Making view dump/restore safe at the column-alias level

From
Tom Lane
Date:
In commit 11e131854f8231a21613f834c40fe9d046926387 we rearranged
ruleutils.c's handling of relation aliases to ensure that views can
always be dumped and reloaded even in the face of confusing table
renamings.  I was reminded by
http://archives.postgresql.org/pgsql-general/2012-12/msg00654.php
that this is only half of the problem: you can still get burnt by
ambiguous column references, and pretty easily at that.

Aside from plain old ambiguity, there is a nastier problem: JOIN USING
and NATURAL JOIN depend on particular column names matching up, which
they might not do anymore after a column rename.  We have discussed
this previously (though I can't find the archives reference right now),
and the best anybody came up with was to invent some syntax extension
that would allow matching differently-named columns in USING, perhaps
along the lines of USING (leftcol = rightcol, ...).  But that's pretty
ugly and nobody volunteered to actually do it.

I had an idea though about how we might fix this without that.  Assume
that the problem is strictly ruleutils' to fix, ie we are not going to
invent new syntax and we are not going to change the existing methods
of assigning aliases to subselect columns.  We clearly will need to let
ruleutils assign new column aliases that are unique within each RTE
entry.  I think though that we can fix the JOIN USING problem if we
introduce an additional idea that alias choices can be forced top-down.
So a JOIN USING RTE would force the two columns being merged to be given
the same alias already assigned to the merged column in the JOIN RTE.
(If we ever get around to implementing the CORRESPONDING clause in
UNION/INTERSECT/EXCEPT, it would have to do something similar.)  We'd
similarly force the output aliases at the top level of a view to be the
view's known result column names (which presumably are distinct thanks
to pg_attribute's unique constraint).  Otherwise, as we descend the
query tree, we can assign distinct column aliases to each column of an
RTE, preferring the original name when possible but otherwise making it
unique by adding a number, as we already did with the relation aliases.

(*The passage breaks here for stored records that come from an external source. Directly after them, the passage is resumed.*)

// The dashboards of the three roles.

use std::io::Write;

use crate::tally::filters::*;
use crate::tally::store::*;
use crate::tally::*;

const TOP_CANDIDATES: usize = 5;

/// Whether a user may see the analytics of a candidate.
///
/// Admins see everything. Others see the candidates granted to them, the
/// candidate linked to their profile, and the candidates of their parties.
pub fn can_view_candidate(store: &Store, user: &UserProfile, candidate: &Candidate) -> bool {
    if !user.active {
        return false;
    }
    if user.role == Role::Admin {
        return true;
    }
    if candidate.user_id == Some(user.id) {
        return true;
    }
    if store
        .candidate_grants
        .iter()
        .any(|g| g.user_id == user.id && g.candidate_id == candidate.id)
    {
        return true;
    }
    store
        .party_grants
        .iter()
        .any(|g| g.user_id == user.id && g.party_id == candidate.party_id)
}

/// Counts over the whole store, and the candidates with the most votes.
pub fn admin_overview(store: &Store) -> JSValue {
    let mut totals: Vec<(&Candidate, u64)> = store
        .candidates
        .iter()
        .map(|c| (c, store.candidate_total_votes(c.id)))
        .collect();
    totals.sort_by(|a, b| b.1.cmp(&a.1).then_with(|| a.0.name.cmp(&b.0.name)));
    let top: Vec<JSValue> = totals
        .iter()
        .take(TOP_CANDIDATES)
        .map(|(c, votes)| json!({"id": c.id, "name": c.name, "votes": votes}))
        .collect();
    let total_votes: u64 = totals.iter().map(|(_, v)| v).sum();
    json!({
        "parties": store.parties.len(),
        "activeParties": store.parties.iter().filter(|p| p.active).count(),
        "candidates": store.candidates.len(),
        "activeCandidates": store.candidates.iter().filter(|c| c.active).count(),
        "users": store.users.len(),
        "regionals": store.regionals.len(),
        "sectionRows": store.section_rows.len(),
        "neighborhoodRows": store.neighborhood_rows.len(),
        "totalVotes": total_votes,
        "topCandidates": top,
    })
}

/// The active candidates of a party, by ballot number, with their votes.
pub fn party_dashboard(store: &Store, party_id: u32) -> TallyResult<JSValue> {
    let party = store.party(party_id)?;
    let mut candidates: Vec<&Candidate> = store
        .candidates
        .iter()
        .filter(|c| c.party_id == party_id && c.active)
        .collect();
    // Candidates without a number come last.
    candidates.sort_by_key(|c| (c.number.is_none(), c.number, c.name.clone()));
    let rows: Vec<JSValue> = candidates
        .iter()
        .map(|c| {
            json!({
                "id": c.id,
                "name": c.name,
                "number": c.number,
                "years": store.candidate_years_of(c.id),
                "votes": store.candidate_total_votes(c.id),
            })
        })
        .collect();
    let total_votes: u64 = candidates
        .iter()
        .map(|c| store.candidate_total_votes(c.id))
        .sum();
    debug!("party_dashboard: {} candidates for {}", rows.len(), party.code);
    Ok(json!({
        "id": party.id,
        "name": party.name,
        "code": party.code,
        "number": party.number,
        "active": party.active,
        "totalVotes": total_votes,
        "candidates": rows,
    }))
}

/// All the views of one candidate, with the filters of the query.
pub fn candidate_analytics(
    store: &Store,
    settings: &Settings,
    candidate_id: u32,
    query: &FilterQuery,
) -> TallyResult<JSValue> {
    let candidate = store.candidate(candidate_id)?;
    let filter = query.to_vote_filter(store, settings, candidate_id)?;
    let neighborhoods = store.neighborhood_records(candidate_id);
    let sections = store.section_records(candidate_id);

    let kpis = compute_kpis(&neighborhoods, &sections, &filter);
    let neighborhood_ranking = rank_filtered(&neighborhoods, Dimension::Neighborhood, &filter);
    let zone_ranking = rank_filtered(&sections, Dimension::Zone, &filter);
    let section_ranking = rank_filtered(&sections, Dimension::Section, &filter);
    let whole_ranking = rank_filtered(
        &neighborhoods,
        Dimension::Neighborhood,
        &VoteFilter {
            top_n: None,
            ..filter.clone()
        },
    );
    let curve = concentration_curve(&whole_ranking);
    let timeline_records = if neighborhoods.is_empty() {
        &sections
    } else {
        &neighborhoods
    };
    let years_series = timeline(timeline_records, &filter);

    let mut rankings = json!({
        "neighborhoods": ranking_to_json(&neighborhood_ranking),
        "zones": ranking_to_json(&zone_ranking),
        "sections": ranking_to_json(&section_ranking),
    });
    if candidate.uses_regionals {
        let regional_ranking = rank_filtered(&neighborhoods, Dimension::Regional, &filter);
        rankings["regionals"] = json!(ranking_to_json(&regional_ranking));
    }

    let party = store.party(candidate.party_id).map(|p| p.code.clone()).ok();
    let cities = distinct_values(neighborhoods.iter().chain(sections.iter()), Dimension::City);
    info!(
        "candidate_analytics: {} year {:?}: {} votes",
        candidate.name, filter.year, kpis.total_votes
    );
    Ok(json!({
        "candidate": {
            "id": candidate.id,
            "name": candidate.name,
            "number": candidate.number,
            "party": party,
        },
        "query": query.normalized(store, settings, candidate_id)?,
        "year": filter.year,
        "years": candidate_years(store, candidate_id),
        "cities": cities,
        "kpis": kpis_to_json(&kpis),
        "rankings": rankings,
        "timeline": timeline_to_json(&years_series),
        "concentrationCurve": curve_to_json(&curve),
    }))
}

/// Writes the neighborhood rows selected by the filter as CSV, by decreasing
/// votes. The ranking limits do not apply, except the minimum of votes.
pub fn export_neighborhoods_csv<W: Write>(
    store: &Store,
    candidate_id: u32,
    filter: &VoteFilter,
    writer: W,
) -> TallyResult<usize> {
    let rows = store
        .neighborhood_rows
        .iter()
        .filter(|r| r.candidate_id == candidate_id);
    // Same order as the rows: the records carry the regional names.
    let records = store.neighborhood_records(candidate_id);
    let mut selected: Vec<&NeighborhoodVoteRow> = rows
        .zip(records.iter())
        .filter(|(row, record)| filter.matches(record) && row.votes >= filter.min_votes)
        .map(|(row, _)| row)
        .collect();
    selected.sort_by(|a, b| {
        b.votes
            .cmp(&a.votes)
            .then_with(|| a.neighborhood.cmp(&b.neighborhood))
    });

    let mut wtr = csv::Writer::from_writer(writer);
    wtr.write_record(["Bairro", "Cidade", "Votos", "Percentual"])
        .context(WritingCsvSnafu {})?;
    for row in selected.iter() {
        wtr.write_record([
            row.neighborhood.clone(),
            row.city.clone(),
            row.votes.to_string(),
            row.percentage.to_string(),
        ])
        .context(WritingCsvSnafu {})?;
    }
    wtr.flush().context(FlushingCsvSnafu {})?;
    Ok(selected.len())
}

/// The candidate shown to a user who did not ask for one: the candidate linked
/// to the profile, then the first granted one.
fn own_candidate(store: &Store, user: &UserProfile) -> Option<u32> {
    store
        .candidates
        .iter()
        .find(|c| c.user_id == Some(user.id))
        .map(|c| c.id)
        .or_else(|| {
            store
                .candidate_grants
                .iter()
                .find(|g| g.user_id == user.id)
                .map(|g| g.candidate_id)
        })
}

/// The dashboard of a user, according to its role.
///
/// With a candidate, the analytics of that candidate, if the user may see it.
/// Without, admins get the overview, presidents the dashboard of their party,
/// and candidates their own analytics.
pub fn dashboard_for(
    store: &Store,
    settings: &Settings,
    login: &str,
    candidate_id: Option<u32>,
    query: &FilterQuery,
) -> TallyResult<JSValue> {
    let user = admin::find_user_by_login(store, login)?;
    ensure!(user.active, InactiveUserSnafu { login: &user.login });
    info!("dashboard_for: {} ({:?})", user.login, user.role);

    let candidate_id = match (candidate_id, user.role) {
        (Some(id), _) => Some(id),
        (None, Role::Candidate) => match own_candidate(store, user) {
            Some(id) => Some(id),
            None => {
                whatever!("No candidate is linked to the user {}", user.login)
            }
        },
        (None, _) => None,
    };

    let view = match (candidate_id, user.role) {
        (Some(id), _) => {
            let candidate = store.candidate(id)?;
            ensure!(
                can_view_candidate(store, user, candidate),
                AccessDeniedSnafu {
                    login: &user.login,
                    candidate_id: id
                }
            );
            json!({"analytics": candidate_analytics(store, settings, id, query)?})
        }
        (None, Role::Admin) => json!({ "overview": admin_overview(store) }),
        (None, _) => {
            let party_id = match store.party_grants.iter().find(|g| g.user_id == user.id) {
                Some(g) => g.party_id,
                None => {
                    whatever!("No party is granted to the user {}", user.login)
                }
            };
            json!({ "party": party_dashboard(store, party_id)? })
        }
    };
    let mut js = json!({
        "user": user.name,
        "role": to_js(&user.role)?,
    });
    if let (Some(target), Some(content)) = (js.as_object_mut(), view.as_object()) {
        for (k, v) in content.iter() {
            target.insert(k.clone(), v.clone());
        }
    }
    Ok(js)
}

In the case of view-printing, once these aliases are all assigned we can
represent them in the SQL output easily enough; that code is already
there.  I'm not sure whether it's a good idea for EXPLAIN to use this
same kind of logic, since there's not currently anyplace in EXPLAIN
output to show nondefault column aliases.  It might be more confusing
than otherwise to use generated aliases in EXPLAIN, even if the original
aliases conflict.

If we're going to do something like this, now (9.3) would be a good time
since we already made changes in alias-assignment in the earlier commit.

Comments, better ideas?
        regards, tom lane



Re: Making view dump/restore safe at the column-alias level

From
Robert Haas
Date:
On Fri, Dec 21, 2012 at 6:42 PM, Tom Lane <tgl@sss.pgh.pa.us> wrote:
> In commit 11e131854f8231a21613f834c40fe9d046926387 we rearranged
> ruleutils.c's handling of relation aliases to ensure that views can
> always be dumped and reloaded even in the face of confusing table
> renamings.  I was reminded by
> http://archives.postgresql.org/pgsql-general/2012-12/msg00654.php
> that this is only half of the problem: you can still get burnt by
> ambiguous column references, and pretty easily at that.
>
> Aside from plain old ambiguity, there is a nastier problem: JOIN USING
> and NATURAL JOIN depend on particular column names matching up, which
> they might not do anymore after a column rename.  We have discussed
> this previously (though I can't find the archives reference right now),
> and the best anybody came up with was to invent some syntax extension
> that would allow matching differently-named columns in USING, perhaps
> along the lines of USING (leftcol = rightcol, ...).  But that's pretty
> ugly and nobody volunteered to actually do it.
>
> I had an idea though about how we might fix this without that.  Assume
> that the problem is strictly ruleutils' to fix, ie we are not going to
> invent new syntax and we are not going to change the existing methods
> of assigning aliases to subselect columns.  We clearly will need to let
> ruleutils assign new column aliases that are unique within each RTE
> entry.  I think though that we can fix the JOIN USING problem if we
> introduce an additional idea that alias choices can be forced top-down.
> So a JOIN USING RTE would force the two columns being merged to be given
> the same alias already assigned to the merged column in the JOIN RTE.
> (If we ever get around to implementing the CORRESPONDING clause in
> UNION/INTERSECT/EXCEPT, it would have to do something similar.)  We'd
> similarly force the output aliases at the top level of a view to be the
> view's known result column names (which presumably are distinct thanks
> to pg_attribute's unique constraint).  Otherwise, as we descend the
> query tree, we can assign distinct column aliases to each column of an
> RTE, preferring the original name when possible but otherwise making it
> unique by adding a number, as we already did with the relation aliases.
>
> In the case of view-printing, once these aliases are all assigned we can
> represent them in the SQL output easily enough; that code is already
> there.  I'm not sure whether it's a good idea for EXPLAIN to use this
> same kind of logic, since there's not currently anyplace in EXPLAIN
> output to show nondefault column aliases.  It might be more confusing
> than otherwise to use generated aliases in EXPLAIN, even if the original
> aliases conflict.
>
> If we're going to do something like this, now (9.3) would be a good time
> since we already made changes in alias-assignment in the earlier commit.
>
> Comments, better ideas?
>
>                         regards, tom lane

I'm having a hard time following this.  Can you provide a concrete example?

-- 
Robert Haas
EnterpriseDB: http://www.enterprisedb.com
The Enterprise PostgreSQL Company



Re: Making view dump/restore safe at the column-alias level

From
Tom Lane
Date:
Robert Haas <robertmhaas@gmail.com> writes:
> I'm having a hard time following this.  Can you provide a concrete example?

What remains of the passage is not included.